//! Restarts of dependent container-managed services.

use std::path::PathBuf;
use std::process::Stdio;
use std::time::Duration;

use async_trait::async_trait;
use tokio::process::Command;

use crate::error::{ControlError, ControlResult};

/// Restarts a named dependent service.
#[async_trait]
pub trait ServiceController: Send + Sync {
    async fn restart(&self, service: &str) -> ControlResult<()>;
}

/// Restarts services through `docker compose -f <manifest> restart <service>`.
///
/// Arguments are passed as a vector; no shell is involved, so service names
/// and paths are never interpreted.
#[derive(Debug, Clone)]
pub struct ComposeController {
    program: PathBuf,
    manifest: PathBuf,
    timeout: Duration,
}

impl ComposeController {
    pub fn new(
        program: impl Into<PathBuf>,
        manifest: impl Into<PathBuf>,
        timeout: Duration,
    ) -> Self {
        Self {
            program: program.into(),
            manifest: manifest.into(),
            timeout,
        }
    }

    fn command(&self, service: &str) -> Command {
        let mut cmd = Command::new(&self.program);
        cmd.arg("compose")
            .arg("-f")
            .arg(&self.manifest)
            .arg("restart")
            .arg(service)
            .stdin(Stdio::null())
            .stdout(Stdio::null())
            .stderr(Stdio::piped())
            .kill_on_drop(true);
        cmd
    }
}

#[async_trait]
impl ServiceController for ComposeController {
    async fn restart(&self, service: &str) -> ControlResult<()> {
        let failed = |reason: String| {
            tracing::warn!(service = %service, reason = %reason, "Service restart failed");
            ControlError::ServiceRestartFailed {
                service: service.to_string(),
                reason,
            }
        };

        tracing::info!(
            service = %service,
            manifest = %self.manifest.display(),
            "Restarting service"
        );

        let child = self
            .command(service)
            .spawn()
            .map_err(|e| failed(format!("spawn {}: {}", self.program.display(), e)))?;

        // On timeout the output future is dropped and kill_on_drop stops the child
        let output = tokio::time::timeout(self.timeout, child.wait_with_output())
            .await
            .map_err(|_| failed(format!("timed out after {:?}", self.timeout)))?
            .map_err(|e| failed(e.to_string()))?;

        if !output.status.success() {
            let stderr = String::from_utf8_lossy(&output.stderr);
            return Err(failed(format!("{}: {}", output.status, stderr.trim())));
        }

        tracing::info!(service = %service, "Service restarted");
        Ok(())
    }
}

#[cfg(test)]
mod tests {
    use super::*;

    #[tokio::test]
    async fn test_missing_program_fails_softly() {
        let controller = ComposeController::new(
            "/nonexistent/docker",
            "/nonexistent/docker-compose.yml",
            Duration::from_secs(1),
        );

        let err = controller.restart("mqtt_daemon").await.unwrap_err();
        match err {
            ControlError::ServiceRestartFailed { service, .. } => {
                assert_eq!(service, "mqtt_daemon")
            }
            other => panic!("unexpected error: {other}"),
        }
    }

    #[cfg(unix)]
    #[tokio::test]
    async fn test_nonzero_exit_is_failure() {
        // `false` ignores its arguments and exits 1
        let controller =
            ComposeController::new("false", "docker-compose.yml", Duration::from_secs(5));

        let err = controller.restart("mqtt_daemon").await.unwrap_err();
        assert!(matches!(err, ControlError::ServiceRestartFailed { .. }));
    }

    #[cfg(unix)]
    #[tokio::test]
    async fn test_zero_exit_is_success() {
        let controller =
            ComposeController::new("true", "docker-compose.yml", Duration::from_secs(5));
        controller.restart("mqtt_daemon").await.unwrap();
    }

    #[cfg(unix)]
    #[tokio::test]
    async fn test_hung_restart_times_out() {
        use std::os::unix::fs::PermissionsExt;
        use std::time::Instant;

        let temp = tempfile::TempDir::new().unwrap();
        let script = temp.path().join("docker");
        std::fs::write(&script, "#!/bin/sh\nsleep 30\n").unwrap();
        std::fs::set_permissions(&script, std::fs::Permissions::from_mode(0o755)).unwrap();

        let controller = ComposeController::new(
            &script,
            temp.path().join("docker-compose.yml"),
            Duration::from_millis(200),
        );

        let start = Instant::now();
        let err = controller.restart("mqtt_daemon").await.unwrap_err();
        let elapsed = start.elapsed();

        match err {
            ControlError::ServiceRestartFailed { reason, .. } => {
                assert!(reason.contains("timed out"), "unexpected reason: {reason}")
            }
            other => panic!("unexpected error: {other}"),
        }
        assert!(elapsed >= Duration::from_millis(200));
        assert!(elapsed < Duration::from_secs(1));
    }
}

Description of the task: Check each line of the listing for the word "process" and state how many lines contain it, with no other words.

Answer box: 2